Há um caminho que o voguing abriu para mim, uma disputa, uma rinha combativa, uma bicha contra a outra, uma trans contra a outra. Você sofre muita violência e pode responder o mundo com reatividade, então você deve encontrar uma forma artística que transforma esta violência em algo belo e que não te destrua. É uma catarse absoluta. Há afeto, mas há também a transformação da violência em algo que seja catártico.

frame do filme Baby, exibido em Cannes (2024)
Baby (2024)

MS — E em algo que seja construtivo.

MC — No fundo, se você simbolizar a violência enquanto arte ou esporte, você não precisa destruir ninguém, e nem se destruir. Da mesma forma que trabalhamos trauma em filmes, trabalhamos as nossas cicatrizes pessoas nos filmes que fazemos.

MS — Você está trabalhando alguma cicatriz sua em Baby?

MC — O filme começa autobiográfico e então começo a me distanciar dos personagens a partir do processo de pesquisa. Mas há sempre os amores que se foram, já que o filme é sobre o amor impossível, um tipo de filme que amo. Tenho para mim que nunca ficaremos com a pessoa que mais nos apaixonamos. A pessoa por quem pegamos fogo e nos destrói, ela irá embora, e nós ficaremos com a pessoa que não nos destrói.

MS — Bem que Platão já dizia, não.

MC — E a relação entre Baby e Ronaldo é bonita, não é apenas amor, tem também uma questão de unidade econômica. Priscila, Ronaldo, Jana e filho estão discutindo sobre plano de saúde e sobre cursinho. O Baby e seus colegas de voguing estão no ônibus pedindo dinheiro para comer o McDonald ‘s deles. É bom falar da família como isto, porque a família não é um conceito apenas biológico e religioso, mas econômico e afetivo também.

Neste sentido, quando mostramos essas famílias todas, desvelamos a importância da biologia na criação desses afetos.

MS — Como você acha que Baby pode ajudar a comunidade queer a lidar com sua identidade e a questão do afeto?

MC — Acho que vivemos, no Brasil, uma onda brasileira muito parecida com a norte-americana da década de 1990. Apesar de todos os “nãos”, esta geração decide fazer histórias sobre personagens LGBTQIAPN+. Quantas vezes já escutei “você faz filme para nicho”, “você faz filme para festival gay”, “as pessoas não vão entender seu filme”, “os héteros vão sair da sala”. Mas tanto eu quanto parte de nossa geração usamos isso como arma, vamos sofisticar a nossa cinematografia, fazer um excelente cinema em termos de linguagem para poder seduzir as pessoas pelo arte que fazemos. Não estamos discursando, não é um mestrado, é arte.

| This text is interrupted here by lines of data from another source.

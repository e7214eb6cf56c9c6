//! ARGOS Importer Library
//!
//! A Rust library for importing ARGOS satellite telemetry text files into a
//! point dataset of animal location fixes.
//!
//! This library provides tools for:
//! - Scanning ARGOS DS files and pairing each header line with its location line
//! - Normalizing hemisphere-suffixed coordinates to signed decimal degrees
//! - Reporting unparseable records with tag id, file and line without stopping
//! - Writing fixes to a Parquet point dataset in WGS84
//!
//! # Example
//!
//! ```no_run
//! use argos_importer::{IngestConfig, IngestionDriver, MemorySink};
//! use std::path::Path;
//!
//! let mut sink = MemorySink::new();
//! let report = IngestionDriver::new(IngestConfig::default())
//!     .run_folder(Path::new("telemetry"), &mut sink)?;
//! println!("{} fixes, {} warnings", report.fixes_written, report.warning_count());
//! # Ok::<(), argos_importer::ArgosError>(())
//! ```

pub mod config;
pub mod constants;
pub mod error;
pub mod models;
pub mod parser;
pub mod processor;
pub mod sink;

// CLI modules
pub mod cli {
    pub mod args;
    pub mod commands;
}

// Re-export commonly used types
pub use config::{CompressionAlgorithm, HemisphereRule, IngestConfig, SinkConfig};
pub use error::{ArgosError, ExtractionCause, ExtractionError, Result, SinkError};
pub use models::{IngestionReport, IngestionWarning, TrackingFix, WarningKind};
pub use processor::{FileDiscovery, IngestionDriver};
pub use sink::{FixSink, MemorySink, ParquetFixSink};
//! Tests for the ARGOS parser
//!
//! Shared fixtures mirror the layout of real ARGOS DS output: each datum is
//! a header line and a location line followed by message diagnostics that
//! the scanner must pass over.

pub mod scanner_tests;

use super::{RecordExtractor, RecordScanner, ScanResult};

/// Three datums from one tag: two good fixes around an unresolved position
pub const SAMPLE_ARGOS_FILE: &str = "\
20616  Date : 09.07.97 03:53:28  LC : 3  IQ : 66
      Lat1 : 34.690N  Lon1 : 76.671W  Lat2 : 34.690N  Lon2 : 76.671W
      Nb mes : 006  Nb mes>-120dB:  000  Best level : -126 dB
      Pass duration : 302s   NOPC : 4
      Calcul freq : 401 651410.4 Hz   Altitude :    0 m
              162          136          189           66
20616  Date : 09.07.97 05:30:09  LC : B  IQ : 00
      Lat1 : ???????  Lon1 : ???????  Lat2 : ???????  Lon2 : ???????
      Nb mes : 001  Nb mes>-120dB:  000  Best level : -131 dB
      Pass duration :   0s   NOPC : 0
20616  Date : 10.07.97 01:12:44  LC : 1  IQ : 51
      Lat1 : 34.622N  Lon1 : 76.532W  Lat2 : 33.015N  Lon2 : 79.418W
      Nb mes : 004  Nb mes>-120dB:  000  Best level : -128 dB
";

/// Run the default scanner over a string
pub fn scan_text(text: &str) -> Vec<ScanResult> {
    RecordScanner::from_reader(text.as_bytes(), RecordExtractor::default()).collect()
}
//! In-memory sink

use super::FixSink;
use crate::error::SinkError;
use crate::models::TrackingFix;
use std::collections::HashSet;

/// Collects fixes in a vector
///
/// Tag ids registered with [`MemorySink::rejecting`] are refused, which
/// lets callers exercise the sink-failure path.
#[derive(Debug, Default, Clone)]
pub struct MemorySink {
    fixes: Vec<TrackingFix>,
    rejected_tags: HashSet<i64>,
    flushes: usize,
}

impl MemorySink {
    pub fn new() -> Self {
        Self::default()
    }

    /// Refuse every fix for the given tag
    pub fn rejecting(mut self, tag_id: i64) -> Self {
        self.rejected_tags.insert(tag_id);
        self
    }

    pub fn fixes(&self) -> &[TrackingFix] {
        &self.fixes
    }

    pub fn len(&self) -> usize {
        self.fixes.len()
    }

    pub fn is_empty(&self) -> bool {
        self.fixes.is_empty()
    }

    /// Number of flushes requested so far
    pub fn flush_count(&self) -> usize {
        self.flushes
    }

    pub fn into_fixes(self) -> Vec<TrackingFix> {
        self.fixes
    }
}

impl FixSink for MemorySink {
    fn append(&mut self, fix: &TrackingFix) -> Result<(), SinkError> {
        if self.rejected_tags.contains(&fix.tag_id) {
            return Err(SinkError::Rejected {
                reason: format!("tag {} is not accepted by this sink", fix.tag_id),
            });
        }
        self.fixes.push(fix.clone());
        Ok(())
    }

    fn flush(&mut self) -> Result<(), SinkError> {
        self.flushes += 1;
        Ok(())
    }
}
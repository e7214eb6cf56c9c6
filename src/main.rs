use argos_importer::cli::{args::Args, commands};
use clap::Parser;
use std::process;

fn main() {
    let args = Args::parse();

    match commands::run(args) {
        Ok(_report) => process::exit(0),
        Err(error) => {
            eprintln!("Error: {:#}", error);
            process::exit(1);
        }
    }
}
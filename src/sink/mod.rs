//! Output sinks for tracking fixes
//!
//! A sink is created once, before ingestion starts, with its schema and
//! spatial reference already fixed. The ingestion driver only appends
//! fixes and flushes at file boundaries.
//!
//! - [`parquet`] - point dataset written as a Parquet file
//! - [`memory`] - in-memory collection, used by tests and dry runs

pub mod memory;
pub mod parquet;

pub use memory::MemorySink;
pub use parquet::ParquetFixSink;

use crate::error::SinkError;
use crate::models::TrackingFix;
use tracing::warn;

/// Destination for tracking fixes
pub trait FixSink {
    /// Store one fix
    fn append(&mut self, fix: &TrackingFix) -> Result<(), SinkError>;

    /// Push any buffered fixes to the underlying store
    fn flush(&mut self) -> Result<(), SinkError> {
        Ok(())
    }
}

/// Appends scoped to one input file
///
/// Flushes the sink when committed. If the session is dropped without a
/// commit (early return, read failure) the sink is still flushed and a
/// failure is logged.
pub struct SinkSession<'a, S: FixSink + ?Sized> {
    sink: &'a mut S,
    label: String,
    appended: usize,
    committed: bool,
}

impl<'a, S: FixSink + ?Sized> SinkSession<'a, S> {
    pub fn open(sink: &'a mut S, label: impl Into<String>) -> Self {
        Self {
            sink,
            label: label.into(),
            appended: 0,
            committed: false,
        }
    }

    pub fn append(&mut self, fix: &TrackingFix) -> Result<(), SinkError> {
        self.sink.append(fix)?;
        self.appended += 1;
        Ok(())
    }

    /// Fixes accepted in this session
    pub fn appended(&self) -> usize {
        self.appended
    }

    /// Flush and close the session
    pub fn commit(mut self) -> Result<usize, SinkError> {
        self.committed = true;
        self.sink.flush()?;
        Ok(self.appended)
    }
}

impl<S: FixSink + ?Sized> Drop for SinkSession<'_, S> {
    fn drop(&mut self) {
        if self.committed {
            return;
        }
        if let Err(e) = self.sink.flush() {
            warn!("Failed to flush output for {}: {}", self.label, e);
        }
    }
}
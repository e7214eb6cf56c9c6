//! Datum extraction for ARGOS records
//!
//! Turns one header line and its paired location line into a
//! [`TrackingFix`]. Fields are located purely by position after
//! whitespace splitting; see [`crate::constants::header_fields`] and
//! [`crate::constants::location_fields`] for the offsets.

use super::coordinate::normalize;
use crate::config::{HemisphereRule, IngestConfig};
use crate::constants::{
    MAX_LATITUDE, MAX_LONGITUDE, MIN_LATITUDE, MIN_LONGITUDE, OUTPUT_DATE_SEPARATOR,
    SOURCE_DATE_SEPARATOR, header_fields, location_fields,
};
use crate::error::{Axis, DatumLine, ExtractionCause, ExtractionError};
use crate::models::TrackingFix;

/// Builds validated fixes from datum line pairs
#[derive(Debug, Clone, Copy, PartialEq, Eq)]
pub struct RecordExtractor {
    hemisphere_rule: HemisphereRule,
    validate_ranges: bool,
}

impl Default for RecordExtractor {
    fn default() -> Self {
        Self::new(HemisphereRule::Lenient, true)
    }
}

impl RecordExtractor {
    pub fn new(hemisphere_rule: HemisphereRule, validate_ranges: bool) -> Self {
        Self {
            hemisphere_rule,
            validate_ranges,
        }
    }

    pub fn from_config(config: &IngestConfig) -> Self {
        Self::new(config.hemisphere_rule, config.validate_ranges)
    }

    /// Extract a fix from a header line and the location line that follows it
    pub fn extract(
        &self,
        header_line: &str,
        location_line: &str,
    ) -> Result<TrackingFix, ExtractionError> {
        let header: Vec<&str> = header_line.split_whitespace().collect();

        if header.len() < header_fields::MIN_TOKENS {
            return Err(ExtractionError::new(
                header_tag_id(header_line),
                ExtractionCause::InsufficientTokens {
                    line: DatumLine::Header,
                    expected: header_fields::MIN_TOKENS,
                    found: header.len(),
                },
            ));
        }

        let tag_token = header[header_fields::TAG_ID];
        let tag_id: i64 = tag_token.parse().map_err(|_| {
            ExtractionError::new(
                None,
                ExtractionCause::InvalidTagId {
                    token: tag_token.to_string(),
                },
            )
        })?;

        let location: Vec<&str> = location_line.split_whitespace().collect();

        if location.len() < location_fields::MIN_TOKENS {
            return Err(ExtractionError::new(
                Some(tag_id),
                ExtractionCause::InsufficientTokens {
                    line: DatumLine::Location,
                    expected: location_fields::MIN_TOKENS,
                    found: location.len(),
                },
            ));
        }

        let latitude = normalize(location[location_fields::LATITUDE], self.hemisphere_rule)
            .map_err(|e| ExtractionError::new(Some(tag_id), e))?;
        let longitude = normalize(location[location_fields::LONGITUDE], self.hemisphere_rule)
            .map_err(|e| ExtractionError::new(Some(tag_id), e))?;

        if self.validate_ranges {
            check_range(Axis::Latitude, latitude, MIN_LATITUDE, MAX_LATITUDE)
                .map_err(|cause| ExtractionError::new(Some(tag_id), cause))?;
            check_range(Axis::Longitude, longitude, MIN_LONGITUDE, MAX_LONGITUDE)
                .map_err(|cause| ExtractionError::new(Some(tag_id), cause))?;
        }

        let date =
            header[header_fields::DATE].replace(SOURCE_DATE_SEPARATOR, OUTPUT_DATE_SEPARATOR);
        let time = header[header_fields::TIME];

        Ok(TrackingFix {
            tag_id,
            location_class: header[header_fields::LOCATION_CLASS].to_string(),
            timestamp: format!("{} {}", date, time),
            latitude,
            longitude,
        })
    }
}

/// Tag id of a header line, if its first token is an integer
pub fn header_tag_id(header_line: &str) -> Option<i64> {
    header_line
        .split_whitespace()
        .nth(header_fields::TAG_ID)
        .and_then(|token| token.parse().ok())
}

fn check_range(axis: Axis, value: f64, min: f64, max: f64) -> Result<(), ExtractionCause> {
    if (min..=max).contains(&value) {
        Ok(())
    } else {
        Err(ExtractionCause::CoordinateOutOfRange { axis, value })
    }
}
//! Command-line argument definitions for the ARGOS importer
//!
//! This module defines the CLI interface using the clap derive API.

use crate::config::{CompressionAlgorithm, HemisphereRule, IngestConfig};
use crate::constants::DEFAULT_BATCH_SIZE;
use crate::error::{ArgosError, Result};
use clap::{Parser, ValueEnum};
use std::path::PathBuf;

/// CLI arguments for the ARGOS telemetry importer
///
/// Reads every ARGOS DS text file in a folder and writes the location fixes
/// to a single point dataset.
#[derive(Debug, Clone, Parser)]
#[command(
    name = "argos-import",
    version,
    about = "Import ARGOS satellite telemetry files into a point dataset",
    long_about = "Scans a folder of ARGOS DS text files, pairs each header line with its \
                  location line, and writes one point per fix (tag id, location class, \
                  timestamp) to a Parquet dataset in WGS84. Records that cannot be parsed \
                  are reported and skipped."
)]
pub struct Args {
    /// Folder holding the ARGOS text files
    #[arg(value_name = "INPUT_FOLDER")]
    pub input_folder: PathBuf,

    /// Path of the output point dataset
    #[arg(value_name = "OUTPUT")]
    pub output: PathBuf,

    /// Spatial reference requested for the output
    ///
    /// Fixes are always written in WGS84 (EPSG:4326); the value is
    /// recorded in the log only.
    #[arg(
        long = "spatial-reference",
        value_name = "SR",
        help = "Spatial reference requested for the output"
    )]
    pub spatial_reference: Option<String>,

    /// Reject coordinates whose hemisphere letter is not N, S, E or W
    ///
    /// By default any letter other than N or E gives a negative coordinate.
    #[arg(
        long = "strict-hemisphere",
        help = "Reject coordinates with an unknown hemisphere letter"
    )]
    pub strict_hemisphere: bool,

    /// Accept coordinates outside [-90, 90] / [-180, 180]
    #[arg(
        long = "no-range-check",
        help = "Do not reject out-of-range coordinates"
    )]
    pub no_range_check: bool,

    /// Parquet compression algorithm
    #[arg(
        long = "compression",
        value_enum,
        value_name = "ALG",
        default_value = "snappy",
        help = "Parquet compression algorithm"
    )]
    pub compression: CompressionAlgorithm,

    /// Fixes buffered before a batch is written
    #[arg(
        long = "batch-size",
        value_name = "N",
        default_value_t = DEFAULT_BATCH_SIZE,
        help = "Number of fixes buffered before each write"
    )]
    pub batch_size: usize,

    /// Force overwrite of an existing output file
    #[arg(long = "force", help = "Force overwrite of an existing output file")]
    pub force_overwrite: bool,

    /// Logging verbosity level
    #[arg(
        short = 'v',
        long = "verbose",
        action = clap::ArgAction::Count,
        help = "Increase logging verbosity (-v: info, -vv: debug, -vvv: trace)"
    )]
    pub verbose: u8,

    /// Suppress output (quiet mode)
    ///
    /// Only show errors. Overrides verbose settings.
    #[arg(
        short = 'q',
        long = "quiet",
        help = "Suppress output except errors",
        conflicts_with = "verbose"
    )]
    pub quiet: bool,

    /// Output format for the final report
    #[arg(
        long = "output-format",
        value_enum,
        default_value = "human",
        help = "Output format for results"
    )]
    pub output_format: OutputFormat,

    /// Disable the progress bar
    #[arg(long = "no-progress", help = "Disable the progress bar")]
    pub no_progress: bool,
}

/// Output format options for the final report
#[derive(Debug, Clone, Copy, PartialEq, Eq, ValueEnum)]
pub enum OutputFormat {
    /// Human-readable output
    Human,
    /// JSON format for scripting
    Json,
}

impl Args {
    /// Determine the appropriate log level based on verbosity flags
    pub fn get_log_level(&self) -> &'static str {
        if self.quiet {
            "error"
        } else {
            match self.verbose {
                0 => "warn",
                1 => "info",
                2 => "debug",
                _ => "trace",
            }
        }
    }

    /// Progress bars are shown unless disabled, quiet or producing JSON
    pub fn show_progress(&self) -> bool {
        !self.no_progress && !self.quiet && self.output_format == OutputFormat::Human
    }

    /// Build the ingestion configuration these arguments describe
    pub fn to_config(&self) -> Result<IngestConfig> {
        if self.input_folder.exists() && !self.input_folder.is_dir() {
            return Err(ArgosError::configuration(format!(
                "Input path is not a directory: {}",
                self.input_folder.display()
            )));
        }

        let mut config = IngestConfig::default()
            .with_progress(self.show_progress())
            .with_compression(self.compression)
            .with_batch_size(self.batch_size);

        if self.strict_hemisphere {
            config = config.with_hemisphere_rule(HemisphereRule::Strict);
        }
        if self.no_range_check {
            config = config.without_range_validation();
        }
        if self.force_overwrite {
            config = config.with_overwrite();
        }
        if let Some(spatial_reference) = &self.spatial_reference {
            config = config.with_output_spatial_reference(spatial_reference.clone());
        }

        config.validate()?;
        Ok(config)
    }
}
//! Error handling for ARGOS ingestion.
//!
//! Per-record failures are values ([`ExtractionError`], [`ScanError`]) that
//! the scanner yields alongside successful fixes. Only setup failures
//! (missing input folder, unusable output) surface as [`ArgosError`].

use serde::Serialize;
use std::fmt;
use std::path::PathBuf;
use thiserror::Error;

/// Which line of a datum a failure refers to
#[derive(Debug, Clone, Copy, PartialEq, Eq, Serialize)]
pub enum DatumLine {
    Header,
    Location,
}

impl fmt::Display for DatumLine {
    fn fmt(&self, f: &mut fmt::Formatter<'_>) -> fmt::Result {
        match self {
            DatumLine::Header => write!(f, "header"),
            DatumLine::Location => write!(f, "location"),
        }
    }
}

/// Coordinate axis, used when reporting out-of-range values
#[derive(Debug, Clone, Copy, PartialEq, Eq, Serialize)]
pub enum Axis {
    Latitude,
    Longitude,
}

impl fmt::Display for Axis {
    fn fmt(&self, f: &mut fmt::Formatter<'_>) -> fmt::Result {
        match self {
            Axis::Latitude => write!(f, "latitude"),
            Axis::Longitude => write!(f, "longitude"),
        }
    }
}

/// Coordinate token could not be turned into decimal degrees
#[derive(Error, Debug, Clone, PartialEq)]
pub enum CoordinateError {
    #[error("malformed coordinate '{token}'")]
    Malformed { token: String },

    #[error("unrecognized hemisphere in coordinate '{token}'")]
    UnrecognizedHemisphere { token: String },
}

/// Reason a datum did not produce a fix
#[derive(Error, Debug, Clone, PartialEq)]
pub enum ExtractionCause {
    #[error("{line} line has {found} tokens, expected at least {expected}")]
    InsufficientTokens {
        line: DatumLine,
        expected: usize,
        found: usize,
    },

    #[error("tag id '{token}' is not an integer")]
    InvalidTagId { token: String },

    #[error("malformed coordinate '{token}'")]
    MalformedCoordinate { token: String },

    #[error("unrecognized hemisphere in coordinate '{token}'")]
    UnrecognizedHemisphere { token: String },

    #[error("{axis} {value} is outside the valid range")]
    CoordinateOutOfRange { axis: Axis, value: f64 },

    #[error("header line is not followed by a location line")]
    TruncatedRecord,
}

impl From<CoordinateError> for ExtractionCause {
    fn from(error: CoordinateError) -> Self {
        match error {
            CoordinateError::Malformed { token } => Self::MalformedCoordinate { token },
            CoordinateError::UnrecognizedHemisphere { token } => {
                Self::UnrecognizedHemisphere { token }
            }
        }
    }
}

/// A datum that was skipped, with enough context to locate it in the input
#[derive(Debug, Clone, PartialEq)]
pub struct ExtractionError {
    /// Tag id, when the header got far enough to yield one
    pub tag_id: Option<i64>,
    /// 1-based line number of the header line, filled in by the scanner
    pub line_number: Option<usize>,
    pub cause: ExtractionCause,
}

impl ExtractionError {
    pub fn new(tag_id: Option<i64>, cause: impl Into<ExtractionCause>) -> Self {
        Self {
            tag_id,
            line_number: None,
            cause: cause.into(),
        }
    }

    /// Attach the header line number
    pub fn at_line(mut self, line_number: usize) -> Self {
        self.line_number = Some(line_number);
        self
    }

    pub fn is_truncated(&self) -> bool {
        matches!(self.cause, ExtractionCause::TruncatedRecord)
    }
}

impl fmt::Display for ExtractionError {
    fn fmt(&self, f: &mut fmt::Formatter<'_>) -> fmt::Result {
        if let Some(tag_id) = self.tag_id {
            write!(f, "tag {}: ", tag_id)?;
        }
        if let Some(line) = self.line_number {
            write!(f, "line {}: ", line)?;
        }
        write!(f, "{}", self.cause)
    }
}

impl std::error::Error for ExtractionError {
    fn source(&self) -> Option<&(dyn std::error::Error + 'static)> {
        Some(&self.cause)
    }
}

/// Failure yielded by the record scanner
#[derive(Error, Debug)]
pub enum ScanError {
    #[error(transparent)]
    Record(#[from] ExtractionError),

    #[error("read failed after line {line}: {source}")]
    Io {
        line: usize,
        #[source]
        source: std::io::Error,
    },
}

/// Output sink rejected or failed to store fixes
#[derive(Error, Debug)]
pub enum SinkError {
    #[error("sink rejected record: {reason}")]
    Rejected { reason: String },

    #[error("output already exists: {path} (use overwrite to replace it)")]
    OutputExists { path: PathBuf },

    #[error("IO error: {0}")]
    Io(#[from] std::io::Error),

    #[error("Polars error: {0}")]
    Polars(#[from] polars::error::PolarsError),

    #[error("batch of {fixes} fixes was not written: {source}")]
    BatchLost {
        fixes: usize,
        #[source]
        source: polars::error::PolarsError,
    },
}

impl SinkError {
    /// Buffered fixes discarded by this failure
    pub fn fixes_lost(&self) -> usize {
        match self {
            Self::BatchLost { fixes, .. } => *fixes,
            _ => 0,
        }
    }
}

/// Fatal errors that stop an ingestion run before or outside record processing
#[derive(Error, Debug)]
pub enum ArgosError {
    #[error("IO error: {0}")]
    Io(#[from] std::io::Error),

    #[error("Input folder not found: {path}")]
    InputFolderNotFound { path: PathBuf },

    #[error("Failed to list input folder {path}: {source}")]
    DirectoryTraversal {
        path: PathBuf,
        #[source]
        source: walkdir::Error,
    },

    #[error("Configuration error: {message}")]
    Configuration { message: String },

    #[error("Output sink error: {0}")]
    Sink(#[from] SinkError),
}

impl ArgosError {
    pub fn configuration(message: impl Into<String>) -> Self {
        Self::Configuration {
            message: message.into(),
        }
    }
}

pub type Result<T> = std::result::Result<T, ArgosError>;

Filipe Matzembacher e Marcio Reolon, André Antônio, Júlia Katharine, Gustavo Vinagre, Caetano Gotardo, Juliana Rojas e Marco Dutra, e se pensarmos nos festivais internacionais, o Karim Aïnouz que talvez tenha sido o precursor.

MS — Você está ansioso pela premiação?

MC— Não, porque a premiação diz mais sobre os jurados do que sobre os filmes.